My mother holds two jobs- 8 to 4 at Forté Towers, she orchestrates a symphony of carpenters, plumbers, electricians and the apartment cleaners who are always women with a limited command of English. She utilizes her personal relations skills when dealing with tenants suffering from leaky pipes, rusty hinges, and cockroaches, and is comfortable in a Windows environment, though her office has no windows.

 

At the Saxony, Miami Beach’s last kosher hotel, 5 to 11, Thanksgiving to Passover, she keeps pink phone messages in a wood, pigeonholed wall, and breaks her nails pulling out safety deposit drawers that smell of old nickels and were hung along with 535 mezuzahs and a gargantuan lobby chandelier in 1947 when the Saxony opened to much fanfare. The owner has never computerized anything so my mother prepares the nightly income reports by hand; we joke Microsoft isn’t kosher.

 

I know all this because my mother is my mother and because on Sunday morning I helped her with a résumé.
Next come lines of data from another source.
//! Socket addresses.
//!
//! [`SocketAddress`] is an immutable value: family/protocol, the raw OS
//! address bytes and an optional resolved hostname. It is constructed by
//! string parsing, by DNS resolution, or by copying a live peer/local
//! address, and never mutated afterwards.

use crate::base::neterror::NetError;
use socket2::{Domain, SockAddr};
use std::fmt;
use std::net::{Ipv4Addr, Ipv6Addr, SocketAddr, SocketAddrV4, SocketAddrV6};

#[derive(Debug, Clone, Copy, PartialEq, Eq, Hash)]
pub enum Protocol {
    Tcp,
    Udp,
}

#[derive(Clone)]
pub struct SocketAddress {
    addr: SockAddr,
    protocol: Protocol,
    hostname: Option<String>,
}

impl SocketAddress {
    pub fn new(addr: SockAddr, protocol: Protocol, hostname: Option<String>) -> Self {
        Self { addr, protocol, hostname }
    }

    /// Parses an IP-literal host without touching DNS. Returns `None` for
    /// names that require resolution.
    pub fn try_parse(host: &str, port: u16, protocol: Protocol) -> Option<Self> {
        if let Ok(ip) = host.parse::<Ipv4Addr>() {
            let std_addr = SocketAddr::V4(SocketAddrV4::new(ip, port));
            return Some(Self::from_std(std_addr, protocol));
        }
        if let Ok(ip) = host.parse::<Ipv6Addr>() {
            let std_addr = SocketAddr::V6(SocketAddrV6::new(ip, port, 0, 0));
            return Some(Self::from_std(std_addr, protocol));
        }
        None
    }

    /// Parses a `host:port` string with an IP-literal host.
    pub fn parse(spec: &str, protocol: Protocol) -> Result<Self, NetError> {
        let std_addr: SocketAddr = spec
            .parse()
            .map_err(|_| NetError::AddressInvalid(spec.to_string()))?;
        Ok(Self::from_std(std_addr, protocol))
    }

    pub fn from_std(addr: SocketAddr, protocol: Protocol) -> Self {
        Self {
            addr: SockAddr::from(addr),
            protocol,
            hostname: None,
        }
    }

    /// Returns a copy carrying the hostname it was resolved from.
    pub fn with_hostname(mut self, hostname: impl Into<String>) -> Self {
        self.hostname = Some(hostname.into());
        self
    }

    pub fn raw(&self) -> &SockAddr {
        &self.addr
    }

    pub fn domain(&self) -> Domain {
        self.addr.domain()
    }

    pub fn protocol(&self) -> Protocol {
        self.protocol
    }

    pub fn is_ipv4(&self) -> bool {
        self.addr.is_ipv4()
    }

    pub fn hostname(&self) -> Option<&str> {
        self.hostname.as_deref()
    }

    pub fn as_socket(&self) -> Option<SocketAddr> {
        self.addr.as_socket()
    }

    pub fn port(&self) -> Option<u16> {
        self.as_socket().map(|a| a.port())
    }

    /// Stable identity string used to key the uplinks pool and DNS-adjacent
    /// bookkeeping: the concrete `ip:port`, independent of the hostname it
    /// was resolved from.
    pub fn identity(&self) -> String {
        match self.as_socket() {
            Some(std_addr) => std_addr.to_string(),
            None => format!("raw:{:?}", self.addr),
        }
    }
}

impl fmt::Debug for SocketAddress {
    fn fmt(&self, f: &mut fmt::Formatter<'_>) -> fmt::Result {
        f.debug_struct("SocketAddress")
            .field("addr", &self.identity())
            .field("protocol", &self.protocol)
            .field("hostname", &self.hostname)
            .finish()
    }
}

impl fmt::Display for SocketAddress {
    fn fmt(&self, f: &mut fmt::Formatter<'_>) -> fmt::Result {
        f.write_str(&self.identity())
    }
}

#[cfg(test)]
mod tests {
    use super::*;

    #[test]
    fn test_try_parse_ipv4() {
        let addr = SocketAddress::try_parse("127.0.0.1", 8080, Protocol::Tcp).unwrap();
        assert!(addr.is_ipv4());
        assert_eq!(addr.port(), Some(8080));
        assert_eq!(addr.identity(), "127.0.0.1:8080");
    }

    #[test]
    fn test_try_parse_ipv6() {
        let addr = SocketAddress::try_parse("::1", 443, Protocol::Tcp).unwrap();
        assert!(!addr.is_ipv4());
        assert_eq!(addr.port(), Some(443));
    }

    #[test]
    fn test_try_parse_hostname_needs_resolution() {
        assert!(SocketAddress::try_parse("example.com", 80, Protocol::Tcp).is_none());
    }

    #[test]
    fn test_parse_rejects_garbage() {
        assert!(matches!(
            SocketAddress::parse("not an address", Protocol::Tcp),
            Err(NetError::AddressInvalid(_))
        ));
    }

    #[test]
    fn test_hostname_carried() {
        let addr = SocketAddress::try_parse("10.0.0.1", 80, Protocol::Tcp)
            .unwrap()
            .with_hostname("internal.host");
        assert_eq!(addr.hostname(), Some("internal.host"));
        // Identity stays the concrete address.
        assert_eq!(addr.identity(), "10.0.0.1:80");
    }
}
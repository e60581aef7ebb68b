// ABOUTME: Parser configuration loaded from JSON
// ABOUTME: Controls the plus-one cap and the name suffix given to plus-one guests

use crate::{DoorlistError, Result};
use serde::{Deserialize, Serialize};
use std::path::Path;

/// Default cap on plus-ones synthesized from a single line
pub const DEFAULT_MAX_PLUS_ONES: u32 = 50;

/// Default suffix appended to a primary guest's name for each plus-one
pub const DEFAULT_PLUS_ONE_SUFFIX: &str = " (Guest)";

/// Options for [`GuestListParser`](crate::GuestListParser)
#[derive(Debug, Clone, PartialEq, Eq, Serialize, Deserialize)]
#[serde(rename_all = "camelCase", default)]
pub struct ParserConfig {
    /// Upper bound on `+N`; `None` accepts any count
    pub max_plus_ones: Option<u32>,
    /// Appended to the primary name to name each plus-one
    pub plus_one_suffix: String,
}

impl Default for ParserConfig {
    fn default() -> Self {
        Self {
            max_plus_ones: Some(DEFAULT_MAX_PLUS_ONES),
            plus_one_suffix: DEFAULT_PLUS_ONE_SUFFIX.to_string(),
        }
    }
}

impl ParserConfig {
    /// Config with no plus-one cap
    pub fn unbounded() -> Self {
        Self {
            max_plus_ones: None,
            ..Self::default()
        }
    }

    /// Load parser config from a JSON file
    pub fn from_file(path: impl AsRef<Path>) -> Result<Self> {
        let content = std::fs::read_to_string(path.as_ref())?;
        Self::from_json(&content)
    }

    /// Parse parser config from JSON string
    pub fn from_json(json: &str) -> Result<Self> {
        let config: Self = serde_json::from_str(json)?;
        config.validate()?;
        Ok(config)
    }

    /// Reject configs that would make plus-ones indistinguishable from their primary
    pub fn validate(&self) -> Result<()> {
        if self.plus_one_suffix.trim().is_empty() {
            return Err(DoorlistError::Config(
                "plusOneSuffix must not be blank".to_string(),
            ));
        }
        Ok(())
    }
}
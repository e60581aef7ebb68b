// ABOUTME: Shared input handling for doorlist commands
// ABOUTME: Reads guest text from a file or stdin and builds the configured parser

use doorlist_lib::{GuestListParser, ParseOutcome, ParserConfig, Result};
use std::io;
use tracing::debug;

/// Input options common to every command
pub struct InputConfig {
    pub file: String,
    pub list_id: String,
    pub config_path: Option<String>,
    pub max_plus_ones: Option<u32>,
}

impl InputConfig {
    /// Parser config from `--config`, with `--max-plus-ones` applied on top
    pub fn parser_config(&self) -> Result<ParserConfig> {
        let mut config = match &self.config_path {
            Some(path) => {
                debug!(path = %path, "loading parser config");
                ParserConfig::from_file(path)?
            }
            None => ParserConfig::default(),
        };
        if let Some(max) = self.max_plus_ones {
            config.max_plus_ones = Some(max);
        }
        Ok(config)
    }

    /// Raw guest text
    ///
    /// A leading byte-order mark is dropped.
    pub fn read_text(&self) -> Result<String> {
        let text = if self.file == "-" {
            io::read_to_string(io::stdin())?
        } else {
            std::fs::read_to_string(&self.file)?
        };
        match text.strip_prefix('\u{FEFF}') {
            Some(rest) => Ok(rest.to_string()),
            None => Ok(text),
        }
    }

    pub fn parser(&self) -> Result<GuestListParser> {
        Ok(GuestListParser::new(self.parser_config()?))
    }

    /// Read and parse the guest list
    pub fn load(&self) -> Result<ParseOutcome> {
        let parser = self.parser()?;
        let text = self.read_text()?;
        Ok(parser.parse(&text, &self.list_id))
    }
}
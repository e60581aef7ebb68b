// ABOUTME: doorlist CLI entry point for guest-list parsing
// ABOUTME: Provides subcommands: parse, summary, search

mod commands;
mod logging;

use clap::{Args, Parser, Subcommand};
use commands::input::InputConfig;

/// doorlist - Turn typed guest lists into door-ready guest records
#[derive(Parser)]
#[command(name = "doorlist")]
#[command(version, about, long_about = None)]
struct Cli {
    /// Enable verbose output
    #[arg(short, long, global = true)]
    verbose: bool,

    #[command(subcommand)]
    command: Commands,
}

/// Where guest text comes from and how to parse it
#[derive(Args)]
struct InputArgs {
    /// Guest list text file, one guest per line ("-" reads stdin)
    file: String,
    /// Guest list id used to derive guest ids
    #[arg(long, default_value = "gl1")]
    list_id: String,
    /// Parser config JSON file
    #[arg(long)]
    config: Option<String>,
    /// Maximum plus-ones per line (overrides the config)
    #[arg(long)]
    max_plus_ones: Option<u32>,
}

impl InputArgs {
    fn into_config(self) -> InputConfig {
        InputConfig {
            file: self.file,
            list_id: self.list_id,
            config_path: self.config,
            max_plus_ones: self.max_plus_ones,
        }
    }
}

#[derive(Subcommand)]
enum Commands {
    /// Parse a guest list and print every guest
    Parse {
        #[command(flatten)]
        input: InputArgs,
        /// Print guests as JSON
        #[arg(long)]
        json: bool,
    },
    /// Show guest counts by type and gender
    Summary {
        #[command(flatten)]
        input: InputArgs,
        /// Print the breakdown as JSON
        #[arg(long)]
        json: bool,
    },
    /// Search a guest list by name
    Search {
        #[command(flatten)]
        input: InputArgs,
        /// Case-insensitive part of a guest name
        query: String,
    },
}

fn main() {
    let cli = Cli::parse();
    logging::init_logger(cli.verbose);

    let result = match cli.command {
        Commands::Parse { input, json } => commands::parse::run(&commands::parse::ParseConfig {
            input: input.into_config(),
            json,
            verbose: cli.verbose,
        }),
        Commands::Summary { input, json } => {
            commands::summary::run(&commands::summary::SummaryConfig {
                input: input.into_config(),
                json,
            })
        }
        Commands::Search { input, query } => {
            commands::search::run(&commands::search::SearchConfig {
                input: input.into_config(),
                query,
            })
        }
    };

    if let Err(e) = result {
        eprintln!("❌ Error: {e}");
        std::process::exit(1);
    }
}
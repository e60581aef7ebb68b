// ABOUTME: In-memory roster of guest lists and the door workflow around them
// ABOUTME: Creates lists from guest text, searches guests, and records check-ins

use crate::guest::{Guest, GuestUpdate};
use crate::parser::GuestListParser;
use crate::{DoorlistError, Result};
use chrono::{DateTime, NaiveDate, Utc};
use serde::{Deserialize, Serialize};
use std::cmp::Ordering;
use tracing::{debug, info};

/// Shortest query the door search will act on
pub const MIN_SEARCH_LEN: usize = 2;

/// The promoter creating a guest list
#[derive(Debug, Clone, PartialEq, Eq, Serialize, Deserialize)]
#[serde(rename_all = "camelCase")]
pub struct Promoter {
    pub id: String,
    pub name: String,
    pub venue_id: String,
}

/// A guest list for one event
#[derive(Debug, Clone, PartialEq, Eq, Serialize, Deserialize)]
#[serde(rename_all = "camelCase")]
pub struct GuestList {
    pub id: String,
    pub title: String,
    pub event_date: DateTime<Utc>,
    pub created_at: DateTime<Utc>,
    pub promoter_id: String,
    pub promoter_name: String,
    pub venue_id: String,
    pub guests: Vec<Guest>,
}

/// Ordering for a guest list view
#[derive(Debug, Clone, Copy, PartialEq, Eq, Default)]
pub enum GuestOrder {
    #[default]
    Name,
    /// Arrived guests first, then by name
    ArrivedFirst,
}

impl GuestList {
    /// Whether the event falls on the given calendar day (UTC)
    pub fn is_on(&self, date: NaiveDate) -> bool {
        self.event_date.date_naive() == date
    }

    pub fn arrived_count(&self) -> usize {
        self.guests.iter().filter(|g| g.arrived).count()
    }

    pub fn guest(&self, guest_id: &str) -> Option<&Guest> {
        self.guests.iter().find(|g| g.id == guest_id)
    }

    /// Guests whose name contains `query`, ignoring case
    pub fn filter(&self, query: &str) -> Vec<&Guest> {
        self.guests.iter().filter(|g| g.matches(query)).collect()
    }

    /// Guests sorted for display
    pub fn sorted_guests(&self, order: GuestOrder) -> Vec<&Guest> {
        let mut guests: Vec<&Guest> = self.guests.iter().collect();
        guests.sort_by(|a, b| compare_guests(a, b, order));
        guests
    }

    fn guest_mut(&mut self, guest_id: &str) -> Result<&mut Guest> {
        let guest_list_id = &self.id;
        self.guests
            .iter_mut()
            .find(|g| g.id == guest_id)
            .ok_or_else(|| DoorlistError::GuestNotFound {
                guest_list_id: guest_list_id.clone(),
                guest_id: guest_id.to_string(),
            })
    }
}

fn compare_guests(a: &Guest, b: &Guest, order: GuestOrder) -> Ordering {
    let by_name = || {
        a.name
            .to_lowercase()
            .cmp(&b.name.to_lowercase())
            .then_with(|| a.name.cmp(&b.name))
    };
    match order {
        GuestOrder::Name => by_name(),
        GuestOrder::ArrivedFirst => b.arrived.cmp(&a.arrived).then_with(by_name),
    }
}

/// A guest found by the door search
#[derive(Debug, Clone, PartialEq, Eq)]
pub struct SearchHit<'a> {
    pub guest_list: &'a GuestList,
    pub guest: &'a Guest,
}

/// All guest lists known to the door, in creation order
#[derive(Debug, Default)]
pub struct Roster {
    parser: GuestListParser,
    lists: Vec<GuestList>,
}

impl Roster {
    /// Create a new empty roster with the default parser
    pub fn new() -> Self {
        Self::default()
    }

    /// Create an empty roster that parses guest text with `parser`
    pub fn with_parser(parser: GuestListParser) -> Self {
        Self {
            parser,
            lists: Vec::new(),
        }
    }

    pub fn lists(&self) -> &[GuestList] {
        &self.lists
    }

    /// Add an already-built list (seed data, imports)
    pub fn insert(&mut self, list: GuestList) -> Result<()> {
        if self.get(&list.id).is_some() {
            return Err(DoorlistError::InvalidGuestList(format!(
                "duplicate guest list id '{}'",
                list.id
            )));
        }
        self.lists.push(list);
        Ok(())
    }

    /// Create a guest list by parsing `guest_text` for `promoter`
    pub fn create_guest_list(
        &mut self,
        title: &str,
        event_date: DateTime<Utc>,
        guest_text: &str,
        promoter: &Promoter,
        now: DateTime<Utc>,
    ) -> Result<&GuestList> {
        let title = title.trim();
        if title.is_empty() {
            return Err(DoorlistError::InvalidGuestList(
                "title must not be blank".to_string(),
            ));
        }

        let id = self.next_id(now);
        let outcome = self.parser.parse(guest_text, &id);

        info!(
            guest_list_id = %id,
            title,
            guests = outcome.guests.len(),
            "guest list created"
        );

        self.lists.push(GuestList {
            id,
            title: title.to_string(),
            event_date,
            created_at: now,
            promoter_id: promoter.id.clone(),
            promoter_name: promoter.name.clone(),
            venue_id: promoter.venue_id.clone(),
            guests: outcome.guests,
        });
        let index = self.lists.len() - 1;
        Ok(&self.lists[index])
    }

    pub fn get(&self, id: &str) -> Option<&GuestList> {
        self.lists.iter().find(|list| list.id == id)
    }

    /// Lists whose event falls on `date`
    pub fn lists_on(&self, date: NaiveDate) -> Vec<&GuestList> {
        self.lists.iter().filter(|list| list.is_on(date)).collect()
    }

    pub fn lists_by_promoter(&self, promoter_id: &str) -> Vec<&GuestList> {
        self.lists
            .iter()
            .filter(|list| list.promoter_id == promoter_id)
            .collect()
    }

    /// Apply a partial update to one guest
    pub fn update_guest(
        &mut self,
        guest_list_id: &str,
        guest_id: &str,
        update: GuestUpdate,
    ) -> Result<&Guest> {
        let guest = self.list_mut(guest_list_id)?.guest_mut(guest_id)?;
        guest.apply(update);
        debug!(guest_list_id, guest_id, arrived = guest.arrived, "guest updated");
        Ok(&*guest)
    }

    /// Mark a guest as arrived
    pub fn check_in(
        &mut self,
        guest_list_id: &str,
        guest_id: &str,
        at: DateTime<Utc>,
    ) -> Result<&Guest> {
        let guest = self.update_guest(guest_list_id, guest_id, GuestUpdate::arrival(at))?;
        info!(guest_list_id, guest_id, name = %guest.name, "guest checked in");
        Ok(guest)
    }

    /// Flip a guest's arrival state; un-checking clears the arrival time
    pub fn toggle_arrival(
        &mut self,
        guest_list_id: &str,
        guest_id: &str,
        at: DateTime<Utc>,
    ) -> Result<&Guest> {
        let arrived = self
            .list_mut(guest_list_id)?
            .guest_mut(guest_id)?
            .arrived;
        let update = if arrived {
            GuestUpdate::departure()
        } else {
            GuestUpdate::arrival(at)
        };
        self.update_guest(guest_list_id, guest_id, update)
    }

    /// Door search across all lists, optionally only those on `date`
    ///
    /// Queries shorter than [`MIN_SEARCH_LEN`] characters return nothing.
    pub fn search(&self, query: &str, date: Option<NaiveDate>) -> Vec<SearchHit<'_>> {
        let query = query.trim();
        if query.chars().count() < MIN_SEARCH_LEN {
            return Vec::new();
        }

        self.lists
            .iter()
            .filter(|list| date.map_or(true, |d| list.is_on(d)))
            .flat_map(|list| {
                list.guests
                    .iter()
                    .filter(|guest| guest.matches(query))
                    .map(move |guest| SearchHit {
                        guest_list: list,
                        guest,
                    })
            })
            .collect()
    }

    fn list_mut(&mut self, id: &str) -> Result<&mut GuestList> {
        self.lists
            .iter_mut()
            .find(|list| list.id == id)
            .ok_or_else(|| DoorlistError::GuestListNotFound(id.to_string()))
    }

    /// `gl<unix-millis>`, suffixed when lists are created within the same millisecond
    fn next_id(&self, now: DateTime<Utc>) -> String {
        let base = format!("gl{}", now.timestamp_millis());
        if self.get(&base).is_none() {
            return base;
        }
        let mut n = 2;
        loop {
            let candidate = format!("{base}-{n}");
            if self.get(&candidate).is_none() {
                return candidate;
            }
            n += 1;
        }
    }
}
// ABOUTME: Guest data structures shared by the parser and the roster
// ABOUTME: Gender markers, guest records, and partial guest updates

use chrono::{DateTime, Utc};
use serde::{Deserialize, Serialize};
use std::fmt;

/// Gender inferred from a trailing marker on a guest line
#[derive(Debug, Clone, Copy, PartialEq, Eq, Hash, Serialize, Deserialize)]
#[serde(rename_all = "snake_case")]
pub enum Gender {
    Male,
    Female,
    Neutral,
}

impl Gender {
    /// Match a single token against the gender keywords, ignoring case
    ///
    /// Accepts `m`/`male`, `f`/`female` and `n`/`neutral`.
    pub fn from_token(token: &str) -> Option<Self> {
        const KEYWORDS: [(&str, Gender); 6] = [
            ("m", Gender::Male),
            ("male", Gender::Male),
            ("f", Gender::Female),
            ("female", Gender::Female),
            ("n", Gender::Neutral),
            ("neutral", Gender::Neutral),
        ];

        KEYWORDS
            .iter()
            .find(|(keyword, _)| token.eq_ignore_ascii_case(keyword))
            .map(|&(_, gender)| gender)
    }

    /// Single-letter badge shown next to a guest name
    pub fn initial(self) -> char {
        match self {
            Gender::Male => 'M',
            Gender::Female => 'F',
            Gender::Neutral => 'N',
        }
    }

    /// All variants in display order
    pub fn all() -> &'static [Self] {
        &[Self::Male, Self::Female, Self::Neutral]
    }
}

impl fmt::Display for Gender {
    fn fmt(&self, f: &mut fmt::Formatter<'_>) -> fmt::Result {
        let label = match self {
            Gender::Male => "male",
            Gender::Female => "female",
            Gender::Neutral => "neutral",
        };
        f.pad(label)
    }
}

/// A single guest on a guest list
#[derive(Debug, Clone, PartialEq, Eq, Serialize, Deserialize)]
#[serde(rename_all = "camelCase")]
pub struct Guest {
    /// Unique within the list (e.g., "gl1-3")
    pub id: String,
    /// Display name, markers stripped
    pub name: String,
    #[serde(default, skip_serializing_if = "Option::is_none")]
    pub gender: Option<Gender>,
    /// Whether the guest has been checked in at the door
    pub arrived: bool,
    #[serde(default, skip_serializing_if = "Option::is_none")]
    pub arrived_at: Option<DateTime<Utc>>,
    /// Name of the primary guest this plus-one belongs to
    #[serde(default, skip_serializing_if = "Option::is_none")]
    pub guest_of: Option<String>,
    /// Owning guest list
    pub guest_list_id: String,
}

impl Guest {
    /// Whether this guest was synthesized from a `+N` suffix
    pub fn is_plus_one(&self) -> bool {
        self.guest_of.is_some()
    }

    /// Case-insensitive substring match on the guest name
    pub fn matches(&self, query: &str) -> bool {
        self.name.to_lowercase().contains(&query.to_lowercase())
    }

    /// Apply a partial update, leaving unset fields untouched
    pub fn apply(&mut self, update: GuestUpdate) {
        if let Some(name) = update.name {
            self.name = name;
        }
        if let Some(gender) = update.gender {
            self.gender = gender;
        }
        if let Some(arrived) = update.arrived {
            self.arrived = arrived;
        }
        if let Some(arrived_at) = update.arrived_at {
            self.arrived_at = arrived_at;
        }
    }
}

/// Partial update for a guest; `None` leaves a field unchanged
///
/// The nested options on `gender` and `arrived_at` distinguish "leave as is"
/// from "clear".
#[derive(Debug, Clone, Default, PartialEq, Eq)]
pub struct GuestUpdate {
    pub name: Option<String>,
    pub gender: Option<Option<Gender>>,
    pub arrived: Option<bool>,
    pub arrived_at: Option<Option<DateTime<Utc>>>,
}

impl GuestUpdate {
    /// Update that records an arrival
    pub fn arrival(at: DateTime<Utc>) -> Self {
        Self {
            arrived: Some(true),
            arrived_at: Some(Some(at)),
            ..Default::default()
        }
    }

    /// Update that undoes an arrival
    pub fn departure() -> Self {
        Self {
            arrived: Some(false),
            arrived_at: Some(None),
            ..Default::default()
        }
    }
}
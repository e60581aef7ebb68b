// ABOUTME: Guest-list text parser turning free-form lines into guest records
// ABOUTME: Handles trailing gender markers, "+N" plus-one notation, and per-list id assignment

use crate::guest::{Gender, Guest};
use crate::ParserConfig;
use std::fmt;
use tracing::{debug, trace, warn};

/// Parse a block of guest text with the default [`ParserConfig`]
///
/// One guest per line. A line may end with a gender marker (`M`, `Female`,
/// `n`, ...) and/or a `+N` suffix that adds N plus-one guests. Blank lines
/// are skipped. Never fails: unrecognized input simply becomes part of the
/// guest name.
pub fn parse_guest_list(text: &str, guest_list_id: &str) -> Vec<Guest> {
    GuestListParser::default().parse(text, guest_list_id).guests
}

/// Something odd in the input that did not stop parsing
#[derive(Debug, Clone, PartialEq, Eq)]
pub enum ParseWarning {
    /// Line produced a guest with an empty name (e.g. just `F` or `+2`)
    EmptyName { line: usize },
    /// `+N` exceeded the configured cap and was clamped
    PlusOnesCapped {
        line: usize,
        requested: u64,
        allowed: u32,
    },
}

impl ParseWarning {
    /// 1-based input line the warning refers to
    pub fn line(&self) -> usize {
        match self {
            ParseWarning::EmptyName { line } | ParseWarning::PlusOnesCapped { line, .. } => *line,
        }
    }
}

impl fmt::Display for ParseWarning {
    fn fmt(&self, f: &mut fmt::Formatter<'_>) -> fmt::Result {
        match self {
            ParseWarning::EmptyName { line } => {
                write!(f, "line {line}: guest has an empty name")
            }
            ParseWarning::PlusOnesCapped {
                line,
                requested,
                allowed,
            } => write!(
                f,
                "line {line}: +{requested} exceeds the limit, only {allowed} plus-ones added"
            ),
        }
    }
}

/// Guests produced by one parse, with any warnings raised along the way
#[derive(Debug, Clone, Default, PartialEq, Eq)]
pub struct ParseOutcome {
    pub guests: Vec<Guest>,
    pub warnings: Vec<ParseWarning>,
}

/// Parser for human-typed guest lists
#[derive(Debug, Clone, Default)]
pub struct GuestListParser {
    config: ParserConfig,
}

impl GuestListParser {
    pub fn new(config: ParserConfig) -> Self {
        Self { config }
    }

    pub fn config(&self) -> &ParserConfig {
        &self.config
    }

    /// Parse `text` into guests belonging to `guest_list_id`
    pub fn parse(&self, text: &str, guest_list_id: &str) -> ParseOutcome {
        let mut sink = GuestSink::new(guest_list_id);
        let mut warnings = Vec::new();

        for (index, raw) in text.lines().enumerate() {
            let line_no = index + 1;
            let line = raw.trim_matches(is_blank);
            if line.is_empty() {
                continue;
            }

            let (base, requested) = match split_plus_ones(line) {
                Some((base, digits)) => (base, Some(parse_count(digits))),
                None => (line, None),
            };

            let (name, gender) = extract_gender(base);
            if name.is_empty() {
                warnings.push(ParseWarning::EmptyName { line: line_no });
            }

            let count = match requested {
                Some(requested) => self.clamp_plus_ones(requested, line_no, &mut warnings),
                None => 0,
            };

            trace!(line = line_no, name = %name, plus_ones = count, "parsed guest line");

            let plus_one_name = format!("{name}{}", self.config.plus_one_suffix);
            sink.push(name.clone(), gender, None);
            for _ in 0..count {
                sink.push(plus_one_name.clone(), gender, Some(name.clone()));
            }
        }

        for warning in &warnings {
            warn!(guest_list_id, "{warning}");
        }
        debug!(
            guest_list_id,
            guests = sink.guests.len(),
            warnings = warnings.len(),
            "parsed guest list"
        );

        ParseOutcome {
            guests: sink.guests,
            warnings,
        }
    }

    fn clamp_plus_ones(
        &self,
        requested: u64,
        line: usize,
        warnings: &mut Vec<ParseWarning>,
    ) -> u64 {
        match self.config.max_plus_ones {
            Some(allowed) if requested > u64::from(allowed) => {
                warnings.push(ParseWarning::PlusOnesCapped {
                    line,
                    requested,
                    allowed,
                });
                u64::from(allowed)
            }
            _ => requested,
        }
    }
}

/// Accumulates guests and hands out sequential ids for one parse
struct GuestSink<'a> {
    guest_list_id: &'a str,
    next_seq: usize,
    guests: Vec<Guest>,
}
She’s applying for a job she’s scared she might get at a doctor’s office house in Mt. Sinai Hospital, so I type:

 

Objective: To secure a position in a challenging atmosphere where I can utilize my interpersonal, technical, and organizational skills.

 

But I’m not sure she likes this sentence, has an aversion to the type of truth embellishment I’m so good at and therefore watches me closely, spelling the name of the school she received her certificate in computer studies from but refusing my request for the exact name of the degree from the University of Havana, emphatically reminding me she never finished and wants none of it on paper.

 

Nothing on the résumé, she says and closes her face resolutely, like those flowers that fold inward, protecting their core against the night.

 

My mom wants to tell no one about twilights spent in rowboats treading Cuban swamps, mosquitoes sucking on ankles and neck. Wants no one to know about the microscopes and slides, test tubes, beakers and lidded jars, Latin-named plants, parasites and one-cell lives she dropped from her mind into the oiled waters of Mariel’s port, into the Gulf of Mexico’s froth, into the streaming rush of Florida’s straits.